Добавить в цитаты Настройки чтения

Страница 57 из 107

Второй коп наклонился ко мне и сказал с вежливой наглостью:

— Не угодно ли вам дыхнуть, мистер сыщик?

Я дыхнул.

— Ладно,— медленно процедил он.— Не проходит.

— Сегодня холодная ночь. Угости мальчика, коллега Доббс.

— Прекрасная мысль,— согласился Доббс.

Он подошел к полицейской машине и достал оттуда бутылку, опорожненную на две трети.

— Здесь не хватит даже на приличный глоток,— заметил он, протянув мне бутылку.— Пейте на здоровье, приятель.

— Допустим, я не хочу пить, что тогда? — поинтересовался я.

— Лучше не говори такого! — зарычал Кони.— Иначе мы можем подумать, что твой живот мечтает заполучить на память отпечатки наших сапог.
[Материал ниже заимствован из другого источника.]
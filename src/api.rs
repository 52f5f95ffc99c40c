use reqwest::{header::COOKIE, Client, StatusCode, Url};
use serde::de::DeserializeOwned;
use thiserror::Error;
use tracing::debug;

use crate::{
    config::{Config, ConfigError},
    posts::Post,
    toolkits::Toolkit,
};

const SESSION_COOKIE: &str = "x-sosha-session-token";

pub struct SoshaClient {
    client: Client,
    organization_url: Url,
    session_token: String,
}
pub struct GetToolkits<'a> {
    client: &'a SoshaClient,
}
pub struct GetPosts<'a> {
    client: &'a SoshaClient,
    toolkit_id: &'a str,
}

#[derive(Debug, Error)]
pub enum ApiError {
    #[error(transparent)]
    Http(#[from] reqwest::Error),
    #[error(transparent)]
    Scheme(#[from] serde_json::Error),
    #[error("API returned status {status}: {body}")]
    Server { status: StatusCode, body: String },
}

impl SoshaClient {
    pub fn new(config: &Config) -> Result<Self, ConfigError> {
        Ok(Self {
            client: Client::new(),
            organization_url: config.organization_url()?,
            session_token: config.session_token.clone(),
        })
    }

    pub fn get_toolkits(&self) -> GetToolkits<'_> {
        GetToolkits { client: self }
    }

    pub fn get_posts<'a>(&'a self, toolkit_id: &'a str) -> GetPosts<'a> {
        GetPosts {
            client: self,
            toolkit_id,
        }
    }

    /// Organization URL with `segments` appended, each one percent-encoded.
    fn endpoint(&self, segments: &[&str]) -> Url {
        let mut url = self.organization_url.clone();
        // checked to be a base URL when the config was validated
        if let Ok(mut path) = url.path_segments_mut() {
            path.extend(segments);
        }

        url
    }

    async fn fetch<T: DeserializeOwned>(&self, url: Url) -> Result<T, ApiError> {
        debug!(url = %url, "fetching");

        let res = self
            .client
            .get(url)
            .header(COOKIE, format!("{SESSION_COOKIE}={}", self.session_token))
            .send()
            .await?;

        let status = res.status();
        let body = res.text().await?;
        if !status.is_success() {
            return Err(ApiError::Server { status, body });
        }

        Ok(serde_json::from_str(&body)?)
    }
}

impl<'a> GetToolkits<'a> {
    pub async fn send(self) -> Result<Vec<Toolkit>, ApiError> {
        let url = self.client.endpoint(&["toolkits"]);
        self.client.fetch(url).await
    }
}

impl<'a> GetPosts<'a> {
    pub async fn send(self) -> Result<Vec<Post>, ApiError> {
        let url = self
            .client
            .endpoint(&["toolkits", self.toolkit_id, "posts"]);
        let posts: Vec<Post> = self.client.fetch(url).await?;
        debug!(toolkit = self.toolkit_id, count = posts.len(), ?posts, "fetched posts");

        Ok(posts)
    }
}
Я взял бутылку, вынул пробку и, понюхав содержимое, сказал:

— Это виски. Неужели вы постоянно будете повторять одну и ту же шутку?

— Восемь двадцать семь, запиши, Доббс,— раздался голос Кони.

Доббс вернулся к машине и сделал пометку в журнале. По-прежнему держа бутылку в руках, я сказал Кони:

— Вы собираетесь заставить меня выпить?

— Разумеется, если ты не хочешь заработать хорошего пинка в брюхо.

Я наклонил бутылку и, задержав дыхание, наполнил рот виски. Кони быстро шагнул ко мне и ударил в солнечное сплетение. Разбрызгивая жидкость, я от боли сложился пополам и уронил бутылку, а наклонившись поднять ее, увидел толстую ногу Кони, занесенную над моей головой. Я отскочил в сторону, выпрямился и изо всей силы двинул его по носу. Он закрыл лицо левой рукой и завыл, правой рукой пытаясь нащупать кобуру.

Доббс бросился на меня, размахивая резиновой дубинкой. Он попал мне под левое колено, нога одеревенела, и я опустился на землю, скрежеща зубами и выплескивая остатки спиртного. Кони отнял руку от лица. Она была в крови.

— Боже! — пробормотал он, задыхаясь,— Кровь! Моя кровь!

Испустив дикий вопль, он тоже попытался ударить меня но лицу, но я успел увернуться, и удар пришелся в плечо. Доббс бросился между нами, выкрикивая:

— Хватит, Чарли, уже достаточно!

Кони сделал несколько нетвердых шагов, уселся за руль и опять закрыл лицо руками. Потом вытащил носовой платок и начал вытирать кровь.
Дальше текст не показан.